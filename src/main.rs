use clap::{ArgAction, Parser, Subcommand};
use std::error::Error;
use std::fs::File;
use std::io;
use std::path::{Path, PathBuf};
use std::process::ExitCode;

use axum::http::header;
use hubsig::codec;
use hubsig::logging::{init_logging, LogLevel};
use hubsig::server;
use hubsig::settings::Settings;
use hubsig::{Comparison, Secret, Signature, WebhookSigner};

#[derive(Parser, Debug)]
#[command(name = "hubsig")]
#[command(version)]
#[command(about = "Sign and verify webhook deliveries with X-Hub-Signature")]
struct Cli {
    /// Increase verbosity (-v, -vv)
    #[arg(long, short, action = ArgAction::Count, global = true, conflicts_with = "quiet")]
    verbose: u8,

    /// Only log errors
    #[arg(long, short, global = true)]
    quiet: bool,

    /// Settings file (TOML)
    #[arg(long, short, global = true, value_name = "FILE")]
    config: Option<PathBuf>,

    #[command(subcommand)]
    command: Command,
}

#[derive(Subcommand, Debug)]
enum Command {
    /// Run a receiver that verifies and echoes POST /webhook
    Serve {
        /// Address to bind to
        #[arg(long)]
        bind: Option<String>,

        /// Port to listen on
        #[arg(long, short)]
        port: Option<u16>,

        /// Shared secret
        #[arg(long, env = "HUBSIG_SECRET", hide_env_values = true)]
        secret: Option<String>,

        /// Refuse bodies larger than this many bytes
        #[arg(long, value_name = "BYTES")]
        max_body_size: Option<usize>,

        /// Compare digests in constant time
        #[arg(long)]
        constant_time: bool,
    },

    /// Print the X-Hub-Signature header value for a body
    Sign {
        /// Shared secret
        #[arg(long, env = "HUBSIG_SECRET", hide_env_values = true)]
        secret: Option<String>,

        /// Body file, or - for stdin
        #[arg(default_value = "-")]
        input: PathBuf,
    },

    /// POST a signed body to a webhook URL
    Send {
        /// Destination URL
        #[arg(long)]
        url: Option<String>,

        /// Shared secret
        #[arg(long, env = "HUBSIG_SECRET", hide_env_values = true)]
        secret: Option<String>,

        /// Content-Type of the body
        #[arg(long, default_value = "application/octet-stream")]
        content_type: String,

        /// Body file, or - for stdin
        #[arg(default_value = "-")]
        input: PathBuf,
    },
}

#[tokio::main]
async fn main() -> ExitCode {
    let cli = Cli::parse();
    init_logging(LogLevel::from_flags(cli.verbose, cli.quiet));

    match run(cli).await {
        Ok(()) => ExitCode::SUCCESS,
        Err(e) => {
            eprintln!("Error: {e}");
            ExitCode::FAILURE
        }
    }
}

async fn run(cli: Cli) -> Result<(), Box<dyn Error>> {
    let settings = Settings::load(cli.config.as_deref())?;

    match cli.command {
        Command::Serve {
            bind,
            port,
            secret,
            max_body_size,
            constant_time,
        } => {
            let mut receiver = settings.receiver;
            if let Some(bind) = bind {
                receiver.bind_address = bind;
            }
            if let Some(port) = port {
                receiver.port = port;
            }
            if max_body_size.is_some() {
                receiver.max_body_size = max_body_size;
            }
            if constant_time {
                receiver.comparison = Comparison::ConstantTime;
            }
            let secret = require_secret(secret.or(receiver.secret.clone()))?;

            server::run(&receiver, secret).await?;
            Ok(())
        }
        Command::Sign { secret, input } => {
            let secret = require_secret(secret.or(settings.sender.secret))?;
            let body = read_input(&input)?;
            println!("{}", Signature::compute(&secret, &body));
            Ok(())
        }
        Command::Send {
            url,
            secret,
            content_type,
            input,
        } => {
            let url = url
                .or(settings.sender.url)
                .ok_or("A destination URL is required (--url or sender.url)")?;
            let secret = require_secret(secret.or(settings.sender.secret))?;
            let body = read_input(&input)?;

            let client = reqwest::Client::new();
            let mut request = client
                .post(&url)
                .header(header::CONTENT_TYPE, content_type)
                .body(body)
                .build()?;
            WebhookSigner::with_source(secret).sign_reqwest(&mut request)?;

            let response = client.execute(request).await?;
            tracing::info!(%url, status = %response.status(), "Delivered webhook");
            println!("{}", response.status());
            Ok(())
        }
    }
}

fn require_secret(secret: Option<String>) -> Result<Secret, Box<dyn Error>> {
    let secret = secret.ok_or("A secret is required (--secret, HUBSIG_SECRET or settings file)")?;
    Ok(Secret::new(secret)?)
}

fn read_input(input: &Path) -> io::Result<Vec<u8>> {
    if input == Path::new("-") {
        codec::drain(io::stdin().lock())
    } else {
        codec::drain(File::open(input)?)
    }
}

> [Problem details]: The reply should hold only the lines from the beginning of the listing above through the line with "use hubsig::settings::Settings;", each one written exactly as it appears.

> [Result of the task]:
filename src/main.rs
use clap::{ArgAction, Parser, Subcommand};
use std::error::Error;
use std::fs::File;
use std::io;
use std::path::{Path, PathBuf};
use std::process::ExitCode;

use axum::http::header;
use hubsig::codec;
use hubsig::logging::{init_logging, LogLevel};
use hubsig::server;
use hubsig::settings::Settings;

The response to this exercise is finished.